Directive copyright : le droit d'auteur doit rester compatible avec la liberté d’information

A l’occasion de l’adoption d’un nouveau cadre juridique renforçant la protection des droits d’auteur, une disposition devrait imposer la mise en œuvre de dispositifs techniques pour lutter contre les usages non autorisés de contenus protégés. Hélas, aucun garde-fou n’a été prévu pour protéger également la parodie ou le droit à l’information, des exceptions majeures au droit d’auteur.

Le droit d’auteur ne serait plus adapté à l’ère du numérique. Malgré l’adoption voici quelques années de la très controversée directive sur le droit d’auteur et les droits voisins dans la société de l’information qui, déjà, se présentait comme une mise à jour du droit d’auteur à l’heure de l’Internet 2.0, les institutions européennes rediscutent d’un nouveau cadre juridique plus contraignant et protecteur des droits d’auteur sur internet.

Article 13

L’article 13 de ce texte est au centre de toutes les attentions. Cet article prévoit une obligation pour les plateformes de signer des accords avec des sociétés de gestion collective pour la diffusion, par les utilisateurs de ces plateformes, de contenus potentiellement couverts par un droit d’auteur. A défaut, elles seraient tenues de mettre en place un outil automatique de détection et de suppression des contenus protégés par le droit d’auteur.
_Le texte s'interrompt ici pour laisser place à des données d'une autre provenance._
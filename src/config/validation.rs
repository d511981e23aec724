//! Configuration validation module
//!
//! This module provides validation functions for application configuration
//! to ensure all required settings are properly configured.

use std::net::SocketAddr;
use crate::utils::errors::{KarmaHubError, Result};
use super::Settings;

const MIN_JWT_SECRET_LEN: usize = 32;

/// Validate all configuration settings
pub fn validate_settings(settings: &Settings) -> Result<()> {
    validate_server_config(&settings.server)?;
    validate_database_config(&settings.database)?;
    validate_redis_config(&settings.redis)?;
    validate_auth_config(&settings.auth)?;
    validate_ai_config(&settings.ai)?;
    validate_storage_config(&settings.storage)?;
    validate_logging_config(&settings.logging)?;

    Ok(())
}

/// Validate server configuration
fn validate_server_config(config: &super::ServerConfig) -> Result<()> {
    config.bind_addr.parse::<SocketAddr>().map_err(|e| {
        KarmaHubError::Config(format!("Invalid bind address '{}': {}", config.bind_addr, e))
    })?;

    if config.request_body_limit_bytes == 0 {
        return Err(KarmaHubError::Config(
            "Request body limit must be greater than 0".to_string()
        ));
    }

    Ok(())
}

/// Validate database configuration
fn validate_database_config(config: &super::DatabaseConfig) -> Result<()> {
    if config.url.is_empty() {
        return Err(KarmaHubError::Config(
            "Database URL is required".to_string()
        ));
    }

    if config.max_connections == 0 {
        return Err(KarmaHubError::Config(
            "Max connections must be greater than 0".to_string()
        ));
    }

    if config.min_connections > config.max_connections {
        return Err(KarmaHubError::Config(
            "Min connections cannot be greater than max connections".to_string()
        ));
    }

    Ok(())
}

/// Validate Redis configuration
fn validate_redis_config(config: &super::RedisConfig) -> Result<()> {
    if config.url.is_empty() {
        return Err(KarmaHubError::Config(
            "Redis URL is required".to_string()
        ));
    }

    Ok(())
}

/// Validate authentication configuration
fn validate_auth_config(config: &super::AuthConfig) -> Result<()> {
    if config.jwt_secret.len() < MIN_JWT_SECRET_LEN {
        return Err(KarmaHubError::Config(
            format!("JWT secret must be at least {} bytes", MIN_JWT_SECRET_LEN)
        ));
    }

    if config.token_ttl_seconds == 0 {
        return Err(KarmaHubError::Config(
            "Token lifetime must be greater than 0".to_string()
        ));
    }

    Ok(())
}

/// Validate AI gateway configuration
fn validate_ai_config(config: &super::AiConfig) -> Result<()> {
    url::Url::parse(&config.api_url)
        .map_err(|e| KarmaHubError::Config(format!("Invalid AI API URL: {}", e)))?;

    if config.model.is_empty() {
        return Err(KarmaHubError::Config(
            "AI model is required".to_string()
        ));
    }

    if config.timeout_seconds == 0 {
        return Err(KarmaHubError::Config(
            "AI timeout must be greater than 0".to_string()
        ));
    }

    if config.requests_per_minute == 0 {
        return Err(KarmaHubError::Config(
            "AI requests per minute must be greater than 0".to_string()
        ));
    }

    Ok(())
}

/// Validate storage configuration
fn validate_storage_config(config: &super::StorageConfig) -> Result<()> {
    if config.root_dir.is_empty() {
        return Err(KarmaHubError::Config(
            "Storage root directory is required".to_string()
        ));
    }

    url::Url::parse(&config.public_base_url)
        .map_err(|e| KarmaHubError::Config(format!("Invalid storage public URL: {}", e)))?;

    if config.max_upload_bytes == 0 {
        return Err(KarmaHubError::Config(
            "Max upload size must be greater than 0".to_string()
        ));
    }

    if config.allowed_extensions.is_empty() {
        return Err(KarmaHubError::Config(
            "At least one allowed upload extension is required".to_string()
        ));
    }

    Ok(())
}

/// Validate logging configuration
fn validate_logging_config(config: &super::LoggingConfig) -> Result<()> {
    if config.level.is_empty() {
        return Err(KarmaHubError::Config(
            "Log level is required".to_string()
        ));
    }

    let valid_levels = ["trace", "debug", "info", "warn", "error"];
    if !valid_levels.contains(&config.level.as_str()) {
        return Err(KarmaHubError::Config(
            format!("Invalid log level: {}. Valid levels: {:?}", config.level, valid_levels)
        ));
    }

    Ok(())
}
//! Spreadsheet reading for bulk imports
//!
//! Every supported format is flattened into header-keyed rows of strings.

use std::collections::HashMap;
use std::path::Path;
use calamine::{open_workbook_auto, Data, Reader};
use crate::utils::errors::{KarmaHubError, Result};

/// One data row keyed by its column header
pub type RawRow = HashMap<String, String>;

/// Rows read from a file together with the detected headers
#[derive(Debug, Clone, Default)]
pub struct Sheet {
    pub headers: Vec<String>,
    pub rows: Vec<RawRow>,
}

/// Read a `.csv`, `.xlsx` or `.xls` file; spreadsheets use their first sheet
pub fn read_sheet(path: &Path) -> Result<Sheet> {
    let extension = path
        .extension()
        .and_then(|e| e.to_str())
        .map(|e| e.to_ascii_lowercase())
        .unwrap_or_default();

    match extension.as_str() {
        "csv" => read_csv(path),
        "xlsx" | "xls" => read_workbook(path),
        other => Err(KarmaHubError::InvalidInput(format!(
            "Unsupported file format: .{}. Use .csv, .xlsx, or .xls",
            other
        ))),
    }
}

fn read_csv(path: &Path) -> Result<Sheet> {
    let mut reader = csv::ReaderBuilder::new()
        .trim(csv::Trim::All)
        .flexible(true)
        .from_path(path)
        .map_err(csv_error)?;

    let headers: Vec<String> = reader
        .headers()
        .map_err(csv_error)?
        .iter()
        .map(str::to_string)
        .collect();

    let mut rows = Vec::new();
    for record in reader.records() {
        let record = record.map_err(csv_error)?;
        if record.iter().all(str::is_empty) {
            continue;
        }
        rows.push(zip_row(&headers, record.iter().map(str::to_string)));
    }

    Ok(Sheet { headers, rows })
}

fn read_workbook(path: &Path) -> Result<Sheet> {
    let mut workbook = open_workbook_auto(path).map_err(spreadsheet_error)?;
    let first = workbook
        .sheet_names()
        .first()
        .cloned()
        .ok_or_else(|| KarmaHubError::InvalidInput("Workbook has no sheets".to_string()))?;
    let range = workbook.worksheet_range(&first).map_err(spreadsheet_error)?;

    let mut lines = range.rows();
    let headers: Vec<String> = match lines.next() {
        Some(header) => header.iter().map(cell_text).collect(),
        None => return Ok(Sheet::default()),
    };

    let rows = lines
        .filter(|cells| cells.iter().any(|c| !matches!(c, Data::Empty)))
        .map(|cells| zip_row(&headers, cells.iter().map(cell_text)))
        .collect();

    Ok(Sheet { headers, rows })
}

/// Render a cell as text the way a spreadsheet shows it
fn cell_text(cell: &Data) -> String {
    match cell {
        Data::Empty => String::new(),
        Data::Float(f) if f.fract() == 0.0 && f.abs() < 1e15 => format!("{}", *f as i64),
        other => other.to_string().trim().to_string(),
    }
}

fn zip_row(headers: &[String], cells: impl Iterator<Item = String>) -> RawRow {
    headers
        .iter()
        .cloned()
        .zip(cells)
        .filter(|(header, _)| !header.is_empty())
        .collect()
}

fn csv_error(e: csv::Error) -> KarmaHubError {
    KarmaHubError::InvalidInput(format!("Failed to read CSV: {}", e))
}

fn spreadsheet_error(e: impl std::fmt::Display) -> KarmaHubError {
    KarmaHubError::InvalidInput(format!("Failed to read spreadsheet: {}", e))
}

#[cfg(test)]
mod tests {
    use super::*;
    use std::io::Write;

    #[test]
    fn test_read_csv_trims_and_skips_blank_lines() {
        let mut file = tempfile::Builder::new().suffix(".csv").tempfile().unwrap();
        writeln!(file, "Name , Email ID,Mobile Number").unwrap();
        writeln!(file, " Asha Rao , asha@college.edu , 98450 12345").unwrap();
        writeln!(file, ",,").unwrap();
        writeln!(file, "Ravi,ravi@college.edu,9000011111").unwrap();

        let sheet = read_sheet(file.path()).unwrap();
        assert_eq!(sheet.headers, vec!["Name", "Email ID", "Mobile Number"]);
        assert_eq!(sheet.rows.len(), 2);
        assert_eq!(sheet.rows[0]["Name"], "Asha Rao");
        assert_eq!(sheet.rows[0]["Mobile Number"], "98450 12345");
    }

    #[test]
    fn test_unsupported_extension() {
        let file = tempfile::Builder::new().suffix(".json").tempfile().unwrap();
        let err = read_sheet(file.path()).unwrap_err();
        assert!(matches!(err, KarmaHubError::InvalidInput(msg) if msg.contains(".json")));
    }

    #[test]
    fn test_cell_text_integral_floats() {
        assert_eq!(cell_text(&Data::Float(9845012345.0)), "9845012345");
        assert_eq!(cell_text(&Data::Float(2.5)), "2.5");
        assert_eq!(cell_text(&Data::String(" CSE ".to_string())), "CSE");
        assert_eq!(cell_text(&Data::Empty), "");
    }
}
De nombreuses critiques se sont fait jour sur l’impact de cette mesure sur les plateformes ou sur la capacité de jeunes créateurs d’être encore en mesure de mettre en ligne quelques reprises enregistrées dans un garage afin de se faire connaître plus largement. Les reprises étant détectées et supprimées, la visibilité de jeunes talents s’en trouverait réduite. Les critiques mettent aussi en exergue une crainte légitime : celle de l’atteinte à la liberté d’expression.

Aujourd’hui, de très nombreux contenus protégés par un droit d’auteur sont utilisés dans des buts légitimes et légaux. Le droit à la critique, le droit à la parodie ou le droit à l’information sont autant d’exceptions au droit d’auteur reconnues de longue date. La capacité de créer des mèmes, si proches de la culture numérique, pourrait être remise en question. La possibilité de reprendre des images pour traiter un fait d’actualité pourrait tomber sous le couperet d’un «robot copyright».

Comment gérer les exceptions ?

De même pour les tweets ou les posts ne faisant que reprendre une courte citation. La raison est que ni la directive ni les outils sont aujourd’hui en mesure de gérer les exceptions au droit d’auteur qui sont, tout autant, des droits pour des citoyens et la garantie de la liberté d’expression. Les titulaires de droit s’en remettent aux outils techniques développés par les plateformes tandis que celles-ci rappellent à juste titre que c’est aux ayants droit de s’assurer d’une bonne application du droit d’auteur, y compris par eux. La crainte n’est pas virtuelle. Le numérique a permis l’émergence de nouvelles formes d’information, basée sur la diffusion de mini séquences vidéo. Des médias comme Brut ou Loopsider ont vu le jour et sont les succès que l’on connaît dorénavant car le droit d’auteur est conciliable avec la liberté d’expression.

Il en va de même pour tous les autres médias qui peuvent avoir recours à des sons ou des images pour illustrer des contenus diffusés sur les divers réseaux sociaux. La directive se doit d’appréhender ce déséquilibre. Des solutions existent. Ainsi, la responsabilisation des ayants droit dans l’atteinte à la liberté d’expression permettrait de s’assurer que, s’ils sont titulaires d’un monopole sur l’exploitation de leurs droits, ils ont aussi l’obligation de laisser s’exprimer les usages tolérés par la loi. Au choix, on pourrait imaginer de pénaliser la notification abusive de vidéos parodiques ou sanctionner financièrement les demandes de retrait de contenu couvert par l’exception d’information ou par l’exception de citation. Si le renforcement de la protection des droits d’auteur est aujourd’hui une priorité, cela ne doit pas se faire au détriment de la liberté d’information.